Closed Bug 1614570 Opened 5 years ago Closed 5 years ago

Crash in [@ IPCError-browser | ShutDownKill | mozilla::gfx::VRManagerChild::ShutDown]

Tracking

()

Status:

RESOLVED FIXED

Milestone:

mozilla75

Tracking Flags:

Tracking

Status

firefox-esr68

---

unaffected

firefox73

---

unaffected

firefox74

---

fixed

firefox75

---

fixed

People

(Reporter: gsvelto, Assigned: sotaro)

References

(Regression)

Details

(Keywords: crash, regression)

Crash Data

Attachments

(1 file)

Bug 1614570 - Make VRManagerChild life time handling more like CompositorManagerChild 5 years ago Sotaro Ikeda [:sotaro] 47 bytes, text/x-phabricator-request	pascalc : approval-mozilla-beta+	Details \| Review

Gabriele Svelto [:gsvelto]

Reporter

Description

•

5 years ago

This bug is for crash report bp-1ab9ea5d-2b34-42d5-858b-be9120200210.

Top 10 frames of crashing thread:

0 ntdll.dll NtWaitForAlertByThreadId 
1 ntdll.dll RtlSleepConditionVariableSRW 
2 kernelbase.dll SleepConditionVariableSRW 
3 mozglue.dll mozilla::detail::ConditionVariableImpl::wait mozglue/misc/ConditionVariable_windows.cpp:50
4 xul.dll mozilla::ThreadEventQueue<mozilla::PrioritizedEventQueue>::GetEvent xpcom/threads/ThreadEventQueue.cpp:208
5 xul.dll nsThread::ProcessNextEvent xpcom/threads/nsThread.cpp:1140
6 xul.dll NS_ProcessNextEvent xpcom/threads/nsThreadUtils.cpp:486
7 xul.dll static mozilla::gfx::VRManagerChild::ShutDown gfx/vr/ipc/VRManagerChild.cpp:140
8 xul.dll static mozilla::gfx::VRManagerChild::ReinitForContent gfx/vr/ipc/VRManagerChild.cpp:107
9 xul.dll mozilla::dom::ContentChild::RecvReinitRendering dom/ipc/ContentChild.cpp:1634

The affected content processes are stuck in VRManagerChild::ShutDown() which is spinning the event loop waiting for something to happen. All the other threads are also idle so the process is effectively deadlocked.

Gabriele Svelto [:gsvelto]

Reporter

Comment 1

•

5 years ago

Nathan this is another report exhibiting the behavior I described yesterday. What seems to have happened is the following:

The process has already received a shutdown IPC message (the IPCShutdownState annotation is set to RecvShutdown).
So we've sent a content-child-will-shutdown notification (see here)
That message has told the thread manager that we're shutting down
Which IIUC means we're not spinning the event loop anymore
But this process received another IPC message after the shutdown one (which I think was expected) and is now shutting down the VR manager by posting a runnable
... and then waiting on it

Obviously the wait will never be over because the event loop isn't spinning and I suspect that's what's happening in other content process shutdown deadlocks like this one.
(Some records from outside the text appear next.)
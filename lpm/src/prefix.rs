// SPDX-License-Identifier: Apache-2.0
// Copyright Open Network Fabric Authors

//! Per address-family network prefixes.
//!
//! Every prefix held by this module is canonical: the bits of the network address past the prefix
//! length are zero, so that two representations of the same prefix always compare equal.

use thiserror::Error;

mod ip;
pub use ip::*;

#[derive(Debug, Error, Clone, PartialEq, Eq)]
pub enum PrefixError {
    #[error("Invalid Prefix: {0}")]
    Invalid(String),
    #[error("Mask length {0} is invalid")]
    InvalidLength(u8),
}
use axum::{
    body::Bytes,
    extract::{multipart::MultipartRejection, Multipart, Path, State},
    http::StatusCode,
    response::sse::{Event, KeepAlive, Sse},
    Json,
};
use chrono::Utc;
use futures_util::stream::{Stream, StreamExt};
use promo_core::OfferStats;
use promo_offer::OfferView;
use serde::{Deserialize, Serialize};
use std::convert::Infallible;
use tokio_stream::wrappers::BroadcastStream;

use crate::error::AppError;
use crate::forms::OfferForm;
use crate::offers::parse_offer_id;
use crate::state::AppState;

// ============================================================================
// Request/Response Types
// ============================================================================

#[derive(Debug, Default, Deserialize)]
#[serde(rename_all = "camelCase")]
pub struct ToggleStatusRequest {
    pub is_active: Option<bool>,
}

#[derive(Debug, Serialize)]
pub struct OfferMutationResponse {
    pub success: bool,
    pub message: String,
    pub offer: OfferView,
}

#[derive(Debug, Serialize)]
pub struct DeleteResponse {
    pub success: bool,
    pub message: String,
}

#[derive(Debug, Serialize)]
pub struct StatsResponse {
    pub success: bool,
    pub stats: OfferStats,
}

fn mutation(message: &str, offer: &promo_offer::Offer) -> Json<OfferMutationResponse> {
    Json(OfferMutationResponse {
        success: true,
        message: message.to_string(),
        offer: offer.view_at(Utc::now()),
    })
}

// ============================================================================
// Handlers
// ============================================================================

/// POST /offers
pub async fn create_offer(
    State(state): State<AppState>,
    multipart: Result<Multipart, MultipartRejection>,
) -> Result<(StatusCode, Json<OfferMutationResponse>), AppError> {
    let (input, image) = OfferForm::from_multipart(multipart?).await?.for_create()?;
    let offer = state.admin.create(input, image).await?;

    Ok((StatusCode::CREATED, mutation("Special offer created successfully", &offer)))
}

/// PUT /offers/{id}
pub async fn update_offer(
    State(state): State<AppState>,
    Path(id): Path<String>,
    multipart: Result<Multipart, MultipartRejection>,
) -> Result<Json<OfferMutationResponse>, AppError> {
    let id = parse_offer_id(&id)?;
    let (input, image) = OfferForm::from_multipart(multipart?).await?.for_update()?;
    let offer = state.admin.update(id, input, image).await?;

    Ok(mutation("Special offer updated successfully", &offer))
}

/// PATCH /offers/{id}/toggle-status
/// Without a body (or without `isActive`) the flag flips.
pub async fn toggle_offer_status(
    State(state): State<AppState>,
    Path(id): Path<String>,
    body: Bytes,
) -> Result<Json<OfferMutationResponse>, AppError> {
    let id = parse_offer_id(&id)?;
    let request = if body.iter().all(u8::is_ascii_whitespace) {
        ToggleStatusRequest::default()
    } else {
        serde_json::from_slice::<ToggleStatusRequest>(&body)
            .map_err(|e| AppError::validation("isActive", format!("Invalid request body: {}", e)))?
    };

    let offer = state.admin.toggle_status(id, request.is_active).await?;
    let message = if offer.is_active {
        "Special offer activated successfully"
    } else {
        "Special offer deactivated successfully"
    };

    Ok(mutation(message, &offer))
}

/// DELETE /offers/{id}
pub async fn delete_offer(
    State(state): State<AppState>,
    Path(id): Path<String>,
) -> Result<Json<DeleteResponse>, AppError> {
    let id = parse_offer_id(&id)?;
    state.admin.delete(id).await?;

    Ok(Json(DeleteResponse {
        success: true,
        message: "Special offer deleted successfully".to_string(),
    }))
}

/// GET /offers/stats
pub async fn offer_stats(State(state): State<AppState>) -> Result<Json<StatsResponse>, AppError> {
    let stats = state.catalog.stats(Utc::now()).await?;
    Ok(Json(StatsResponse { success: true, stats }))
}

/// GET /offers/events
/// Server-sent stream of offer notifications, one event per change.
pub async fn offer_events(
    State(state): State<AppState>,
) -> Sse<impl Stream<Item = Result<Event, Infallible>>> {
    let stream = BroadcastStream::new(state.notifier.subscribe()).filter_map(|msg| async move {
        match msg {
            Ok(event) => match Event::default().event(event.kind()).json_data(&event) {
                Ok(sse) => Some(Ok(sse)),
                Err(e) => {
                    tracing::warn!("failed to encode offer event: {}", e);
                    None
                }
            },
            Err(e) => {
                tracing::debug!("offer event subscriber lagged: {}", e);
                None
            }
        }
    });

    Sse::new(stream).keep_alive(KeepAlive::default())
}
Note that if the same code executes in the same sequence in the main process (w/o the IPC obviously) it won't be a problem because in the main process we don't stop the event loop until we hit the xpcom-shutdown. And that's very, very late during the shutdown process; all the machinery that needs to do non-trivial stuff with threads at shutdown will already have executed long before we get there.

Flags: needinfo?(nfroyd)

Andrew Osmond [:aosmond] (he/him)

Comment 2

•

5 years ago

Crash reports suggest this started around build 20200131213333. Pushlog for that is:

https://hg.mozilla.org/mozilla-central/pushloghtml?fromchange=b3fedfc4923c&tochange=76ee1827c820f34b3b595f887f57b4c847316fcc

Which suggests bug 1612256.

Flags: needinfo?(sotaro.ikeda.g)

Regressed by: 1612256

BMO Automation

Updated

•

5 years ago

Has Regression Range: --- → yes

Andrew Osmond [:aosmond] (he/him)

Updated

•

5 years ago

Keywords: regression

OS: Windows 10 → Windows

Hardware: Unspecified → Desktop

Andrew Osmond [:aosmond] (he/him)

Updated

•

5 years ago

Priority: -- → P2

Gabriele Svelto [:gsvelto]

Reporter

Comment 3

•

5 years ago

Disregard the starting date, these crashes have been reprocessed. Before crashes with this signature showed up as bug 1279293 but after landing bug 1612569 they now have separate signatures. The fact that the first now was from build 20200131213333 is just an artifact of that, the crashes started certainly before.

Sotaro Ikeda [:sotaro]

Assignee

Comment 4

•

5 years ago

•

Edited

Majority of crash happened under VRManagerChild::ReinitForContent(). I am going to look into if it is possible to address to reproduce the problem.

Sotaro Ikeda [:sotaro]

Assignee

Comment 5

•

5 years ago

•

Edited

(In reply to Sotaro Ikeda [:sotaro] from comment #4)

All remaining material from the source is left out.